* **Problem to solve**: Provide the count of lines below that include the word "format", without any accompanying remarks.
• • • • •
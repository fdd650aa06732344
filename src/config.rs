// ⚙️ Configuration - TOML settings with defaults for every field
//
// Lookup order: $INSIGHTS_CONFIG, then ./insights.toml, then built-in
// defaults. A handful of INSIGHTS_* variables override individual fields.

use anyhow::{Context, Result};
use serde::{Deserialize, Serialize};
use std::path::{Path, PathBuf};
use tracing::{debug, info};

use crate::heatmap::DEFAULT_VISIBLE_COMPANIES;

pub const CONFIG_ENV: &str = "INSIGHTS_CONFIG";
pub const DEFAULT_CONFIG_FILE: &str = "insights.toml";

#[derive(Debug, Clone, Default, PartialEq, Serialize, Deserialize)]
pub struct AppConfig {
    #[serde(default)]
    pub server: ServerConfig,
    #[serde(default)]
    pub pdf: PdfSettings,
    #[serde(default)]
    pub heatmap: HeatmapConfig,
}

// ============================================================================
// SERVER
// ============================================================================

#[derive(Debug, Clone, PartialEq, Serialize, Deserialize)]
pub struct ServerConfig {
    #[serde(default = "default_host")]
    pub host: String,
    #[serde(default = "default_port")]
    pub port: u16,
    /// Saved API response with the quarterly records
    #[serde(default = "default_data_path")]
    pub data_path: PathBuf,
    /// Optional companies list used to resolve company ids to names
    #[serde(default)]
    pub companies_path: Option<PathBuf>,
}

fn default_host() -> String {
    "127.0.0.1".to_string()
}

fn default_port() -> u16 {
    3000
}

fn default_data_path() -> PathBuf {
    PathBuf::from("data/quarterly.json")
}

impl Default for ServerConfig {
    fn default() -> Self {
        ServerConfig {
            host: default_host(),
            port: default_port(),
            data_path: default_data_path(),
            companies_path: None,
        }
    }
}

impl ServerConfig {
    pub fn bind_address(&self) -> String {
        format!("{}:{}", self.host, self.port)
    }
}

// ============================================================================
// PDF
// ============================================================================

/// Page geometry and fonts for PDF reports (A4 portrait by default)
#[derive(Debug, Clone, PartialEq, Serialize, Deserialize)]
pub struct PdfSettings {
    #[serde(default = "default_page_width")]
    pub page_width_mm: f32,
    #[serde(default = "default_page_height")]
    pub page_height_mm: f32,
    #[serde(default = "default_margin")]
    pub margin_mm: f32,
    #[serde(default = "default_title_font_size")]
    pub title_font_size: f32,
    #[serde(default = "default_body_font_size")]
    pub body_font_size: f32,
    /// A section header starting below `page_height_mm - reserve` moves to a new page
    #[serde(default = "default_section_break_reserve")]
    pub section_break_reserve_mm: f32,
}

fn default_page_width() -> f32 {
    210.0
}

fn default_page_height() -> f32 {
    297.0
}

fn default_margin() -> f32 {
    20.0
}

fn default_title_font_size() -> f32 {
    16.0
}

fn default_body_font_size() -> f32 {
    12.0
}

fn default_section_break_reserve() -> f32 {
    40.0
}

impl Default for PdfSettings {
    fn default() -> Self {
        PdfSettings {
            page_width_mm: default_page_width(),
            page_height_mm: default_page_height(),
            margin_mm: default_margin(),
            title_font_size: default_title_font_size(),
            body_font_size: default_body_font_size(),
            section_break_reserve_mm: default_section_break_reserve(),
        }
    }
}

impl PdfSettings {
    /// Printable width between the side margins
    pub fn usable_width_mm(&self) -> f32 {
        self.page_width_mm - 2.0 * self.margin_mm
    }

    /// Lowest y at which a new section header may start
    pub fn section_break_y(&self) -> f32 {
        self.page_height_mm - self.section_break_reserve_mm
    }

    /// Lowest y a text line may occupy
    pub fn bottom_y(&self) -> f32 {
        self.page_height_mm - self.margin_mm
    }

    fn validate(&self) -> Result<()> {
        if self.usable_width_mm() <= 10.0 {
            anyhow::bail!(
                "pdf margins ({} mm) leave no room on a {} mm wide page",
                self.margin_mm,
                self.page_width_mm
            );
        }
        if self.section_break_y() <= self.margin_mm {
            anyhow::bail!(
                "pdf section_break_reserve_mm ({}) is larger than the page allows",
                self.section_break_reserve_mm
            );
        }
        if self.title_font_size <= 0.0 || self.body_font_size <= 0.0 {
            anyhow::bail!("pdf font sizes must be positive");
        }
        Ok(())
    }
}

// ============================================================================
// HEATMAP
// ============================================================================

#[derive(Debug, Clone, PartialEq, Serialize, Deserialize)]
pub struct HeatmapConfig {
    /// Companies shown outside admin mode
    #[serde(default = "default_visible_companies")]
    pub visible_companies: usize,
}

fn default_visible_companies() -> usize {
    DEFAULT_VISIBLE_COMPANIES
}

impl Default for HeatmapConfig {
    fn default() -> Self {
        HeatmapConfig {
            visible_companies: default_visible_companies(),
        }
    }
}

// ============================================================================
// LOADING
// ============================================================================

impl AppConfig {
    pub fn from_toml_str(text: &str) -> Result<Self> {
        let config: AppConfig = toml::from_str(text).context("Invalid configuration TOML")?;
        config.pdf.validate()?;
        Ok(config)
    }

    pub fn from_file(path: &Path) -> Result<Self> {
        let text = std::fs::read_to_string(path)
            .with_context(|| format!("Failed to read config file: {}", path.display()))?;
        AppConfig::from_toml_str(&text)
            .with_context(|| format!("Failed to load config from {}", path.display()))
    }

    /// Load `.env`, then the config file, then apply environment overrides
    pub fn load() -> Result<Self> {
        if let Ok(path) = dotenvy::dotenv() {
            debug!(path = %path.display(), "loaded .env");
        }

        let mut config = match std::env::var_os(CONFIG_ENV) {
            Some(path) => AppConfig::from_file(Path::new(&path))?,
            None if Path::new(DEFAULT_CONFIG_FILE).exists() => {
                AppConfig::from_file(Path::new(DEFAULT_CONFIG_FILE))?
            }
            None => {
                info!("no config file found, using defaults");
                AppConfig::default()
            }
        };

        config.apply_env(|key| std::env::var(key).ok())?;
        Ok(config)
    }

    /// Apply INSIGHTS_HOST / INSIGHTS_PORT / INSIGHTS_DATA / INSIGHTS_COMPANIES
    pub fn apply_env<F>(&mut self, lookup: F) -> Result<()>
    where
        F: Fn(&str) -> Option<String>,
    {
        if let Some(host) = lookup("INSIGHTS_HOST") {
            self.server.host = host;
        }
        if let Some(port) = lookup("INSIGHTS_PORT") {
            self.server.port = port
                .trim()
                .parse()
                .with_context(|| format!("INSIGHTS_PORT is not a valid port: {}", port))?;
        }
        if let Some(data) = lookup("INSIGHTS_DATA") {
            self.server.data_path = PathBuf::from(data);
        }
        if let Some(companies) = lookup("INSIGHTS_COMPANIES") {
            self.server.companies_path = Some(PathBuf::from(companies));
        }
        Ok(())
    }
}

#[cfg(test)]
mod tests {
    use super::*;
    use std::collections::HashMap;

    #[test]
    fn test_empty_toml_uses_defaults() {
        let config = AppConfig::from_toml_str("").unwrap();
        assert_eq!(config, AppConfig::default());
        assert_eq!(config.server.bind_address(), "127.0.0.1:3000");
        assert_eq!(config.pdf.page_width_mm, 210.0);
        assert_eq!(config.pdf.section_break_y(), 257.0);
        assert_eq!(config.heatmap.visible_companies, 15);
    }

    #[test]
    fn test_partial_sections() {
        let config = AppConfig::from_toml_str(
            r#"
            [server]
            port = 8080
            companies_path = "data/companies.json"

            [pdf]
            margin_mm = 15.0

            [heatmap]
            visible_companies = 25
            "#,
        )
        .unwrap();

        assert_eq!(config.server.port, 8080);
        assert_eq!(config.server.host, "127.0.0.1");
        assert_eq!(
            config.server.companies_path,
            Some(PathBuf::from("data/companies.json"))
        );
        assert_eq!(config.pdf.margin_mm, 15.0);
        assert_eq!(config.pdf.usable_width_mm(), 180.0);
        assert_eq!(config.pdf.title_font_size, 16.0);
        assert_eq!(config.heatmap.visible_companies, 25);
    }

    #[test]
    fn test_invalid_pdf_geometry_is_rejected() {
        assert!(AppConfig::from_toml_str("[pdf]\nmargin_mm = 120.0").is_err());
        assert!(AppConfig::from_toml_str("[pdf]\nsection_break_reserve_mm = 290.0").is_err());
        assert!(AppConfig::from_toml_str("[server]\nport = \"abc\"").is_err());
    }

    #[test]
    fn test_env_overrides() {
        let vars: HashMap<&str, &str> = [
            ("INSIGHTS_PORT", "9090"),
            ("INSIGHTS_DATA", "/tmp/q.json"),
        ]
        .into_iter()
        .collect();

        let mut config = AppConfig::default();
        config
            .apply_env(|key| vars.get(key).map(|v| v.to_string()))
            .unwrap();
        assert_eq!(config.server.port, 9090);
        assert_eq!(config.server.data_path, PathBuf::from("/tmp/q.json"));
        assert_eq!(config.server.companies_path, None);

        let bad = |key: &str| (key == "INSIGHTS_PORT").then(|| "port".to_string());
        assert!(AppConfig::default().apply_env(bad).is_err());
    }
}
• • • • •
* **Answer to this exercise**: 4